Work item =
Write out each line of the entries exactly, starting at the first and finishing with the line that contains "use parking_lot::Mutex;".

Stored data entries
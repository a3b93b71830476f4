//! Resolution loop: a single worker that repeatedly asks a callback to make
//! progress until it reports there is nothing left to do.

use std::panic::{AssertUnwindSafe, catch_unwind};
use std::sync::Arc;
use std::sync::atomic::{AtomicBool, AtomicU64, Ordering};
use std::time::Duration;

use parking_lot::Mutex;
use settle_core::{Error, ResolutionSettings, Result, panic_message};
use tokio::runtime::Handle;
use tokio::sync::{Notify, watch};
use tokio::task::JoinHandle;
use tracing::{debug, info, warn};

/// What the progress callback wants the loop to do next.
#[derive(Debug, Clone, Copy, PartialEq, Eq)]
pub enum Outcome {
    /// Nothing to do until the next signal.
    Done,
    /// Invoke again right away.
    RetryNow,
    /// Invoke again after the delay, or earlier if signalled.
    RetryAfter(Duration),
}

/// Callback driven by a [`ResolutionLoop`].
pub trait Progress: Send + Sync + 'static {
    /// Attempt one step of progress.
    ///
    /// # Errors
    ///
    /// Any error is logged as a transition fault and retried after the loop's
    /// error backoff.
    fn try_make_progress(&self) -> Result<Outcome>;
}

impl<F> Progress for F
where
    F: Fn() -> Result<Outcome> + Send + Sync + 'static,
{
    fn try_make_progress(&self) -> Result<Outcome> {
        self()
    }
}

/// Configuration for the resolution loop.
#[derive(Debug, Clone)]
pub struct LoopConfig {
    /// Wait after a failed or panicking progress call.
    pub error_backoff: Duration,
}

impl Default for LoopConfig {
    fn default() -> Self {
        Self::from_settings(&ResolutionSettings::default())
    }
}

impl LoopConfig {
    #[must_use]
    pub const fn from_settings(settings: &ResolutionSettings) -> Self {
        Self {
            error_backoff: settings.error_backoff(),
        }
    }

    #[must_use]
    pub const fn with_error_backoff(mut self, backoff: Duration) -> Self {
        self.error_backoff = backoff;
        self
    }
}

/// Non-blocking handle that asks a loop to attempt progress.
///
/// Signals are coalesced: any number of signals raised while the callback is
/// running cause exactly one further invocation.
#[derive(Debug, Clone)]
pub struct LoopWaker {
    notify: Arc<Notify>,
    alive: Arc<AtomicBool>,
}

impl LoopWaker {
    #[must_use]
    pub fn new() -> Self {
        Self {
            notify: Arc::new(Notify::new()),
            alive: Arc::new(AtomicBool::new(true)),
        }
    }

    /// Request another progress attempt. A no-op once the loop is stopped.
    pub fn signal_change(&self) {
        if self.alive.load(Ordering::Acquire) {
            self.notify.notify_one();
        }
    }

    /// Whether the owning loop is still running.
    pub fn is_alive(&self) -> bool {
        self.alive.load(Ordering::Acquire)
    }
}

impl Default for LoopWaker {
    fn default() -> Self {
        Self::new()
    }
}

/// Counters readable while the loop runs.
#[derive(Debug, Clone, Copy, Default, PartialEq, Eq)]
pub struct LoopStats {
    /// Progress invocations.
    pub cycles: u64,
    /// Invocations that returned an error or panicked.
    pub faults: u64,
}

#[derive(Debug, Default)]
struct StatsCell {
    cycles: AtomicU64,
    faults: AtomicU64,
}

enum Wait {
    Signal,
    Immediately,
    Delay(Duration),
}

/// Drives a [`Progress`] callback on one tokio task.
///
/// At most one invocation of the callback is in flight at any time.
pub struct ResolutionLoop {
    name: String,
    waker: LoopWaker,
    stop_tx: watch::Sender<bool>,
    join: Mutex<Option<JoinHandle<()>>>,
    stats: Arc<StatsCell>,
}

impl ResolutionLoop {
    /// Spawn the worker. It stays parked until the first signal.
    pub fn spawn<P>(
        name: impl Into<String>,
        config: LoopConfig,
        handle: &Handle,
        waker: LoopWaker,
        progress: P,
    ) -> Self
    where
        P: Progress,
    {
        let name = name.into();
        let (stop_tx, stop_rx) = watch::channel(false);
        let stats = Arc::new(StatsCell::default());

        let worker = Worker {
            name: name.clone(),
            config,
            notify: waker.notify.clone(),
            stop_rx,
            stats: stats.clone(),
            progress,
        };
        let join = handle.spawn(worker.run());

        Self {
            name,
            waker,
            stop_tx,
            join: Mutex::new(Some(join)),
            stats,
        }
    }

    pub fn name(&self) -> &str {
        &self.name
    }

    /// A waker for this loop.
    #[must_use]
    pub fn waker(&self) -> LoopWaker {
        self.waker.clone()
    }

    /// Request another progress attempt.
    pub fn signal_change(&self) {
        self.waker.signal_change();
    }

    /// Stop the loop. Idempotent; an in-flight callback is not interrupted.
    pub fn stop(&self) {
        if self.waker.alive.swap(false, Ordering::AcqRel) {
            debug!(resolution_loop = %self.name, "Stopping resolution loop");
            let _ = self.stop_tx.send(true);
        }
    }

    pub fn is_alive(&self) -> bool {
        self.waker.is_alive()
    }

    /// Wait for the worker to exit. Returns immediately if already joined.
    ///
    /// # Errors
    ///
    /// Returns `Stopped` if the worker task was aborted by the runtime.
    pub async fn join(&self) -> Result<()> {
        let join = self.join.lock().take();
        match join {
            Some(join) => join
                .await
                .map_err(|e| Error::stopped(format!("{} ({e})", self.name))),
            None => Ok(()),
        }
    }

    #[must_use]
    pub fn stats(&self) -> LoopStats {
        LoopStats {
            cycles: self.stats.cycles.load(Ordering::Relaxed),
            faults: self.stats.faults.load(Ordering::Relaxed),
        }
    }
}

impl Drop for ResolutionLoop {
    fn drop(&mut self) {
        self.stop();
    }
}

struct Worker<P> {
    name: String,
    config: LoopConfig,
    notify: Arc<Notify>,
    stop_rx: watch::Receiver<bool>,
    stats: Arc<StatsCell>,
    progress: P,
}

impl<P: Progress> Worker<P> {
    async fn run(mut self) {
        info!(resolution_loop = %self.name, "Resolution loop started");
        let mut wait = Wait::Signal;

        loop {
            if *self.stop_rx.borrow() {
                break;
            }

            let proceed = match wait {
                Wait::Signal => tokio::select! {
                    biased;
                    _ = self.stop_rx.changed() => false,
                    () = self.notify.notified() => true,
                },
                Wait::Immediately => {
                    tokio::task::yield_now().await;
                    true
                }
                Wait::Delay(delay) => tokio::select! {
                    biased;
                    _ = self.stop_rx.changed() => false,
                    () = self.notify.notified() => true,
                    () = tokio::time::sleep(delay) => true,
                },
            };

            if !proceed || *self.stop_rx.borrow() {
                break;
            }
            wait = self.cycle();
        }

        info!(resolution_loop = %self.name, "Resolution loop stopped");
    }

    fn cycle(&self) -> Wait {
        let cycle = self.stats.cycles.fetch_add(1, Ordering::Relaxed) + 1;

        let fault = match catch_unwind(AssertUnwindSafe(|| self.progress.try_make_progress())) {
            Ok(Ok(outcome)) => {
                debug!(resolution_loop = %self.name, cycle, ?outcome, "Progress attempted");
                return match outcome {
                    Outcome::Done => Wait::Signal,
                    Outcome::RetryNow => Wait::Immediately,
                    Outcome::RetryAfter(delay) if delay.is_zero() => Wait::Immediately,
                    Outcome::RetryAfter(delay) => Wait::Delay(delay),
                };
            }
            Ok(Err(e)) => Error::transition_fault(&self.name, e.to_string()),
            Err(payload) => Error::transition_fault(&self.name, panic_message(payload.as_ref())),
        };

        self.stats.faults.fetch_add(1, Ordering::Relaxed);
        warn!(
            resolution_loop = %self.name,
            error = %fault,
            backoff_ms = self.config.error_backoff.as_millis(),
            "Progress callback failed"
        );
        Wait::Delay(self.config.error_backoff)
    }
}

Result for this task =
repository a3b93b71830476f4
//! Resolution loop: a single worker that repeatedly asks a callback to make
//! progress until it reports there is nothing left to do.

use std::panic::{AssertUnwindSafe, catch_unwind};
use std::sync::Arc;
use std::sync::atomic::{AtomicBool, AtomicU64, Ordering};
use std::time::Duration;

use parking_lot::Mutex;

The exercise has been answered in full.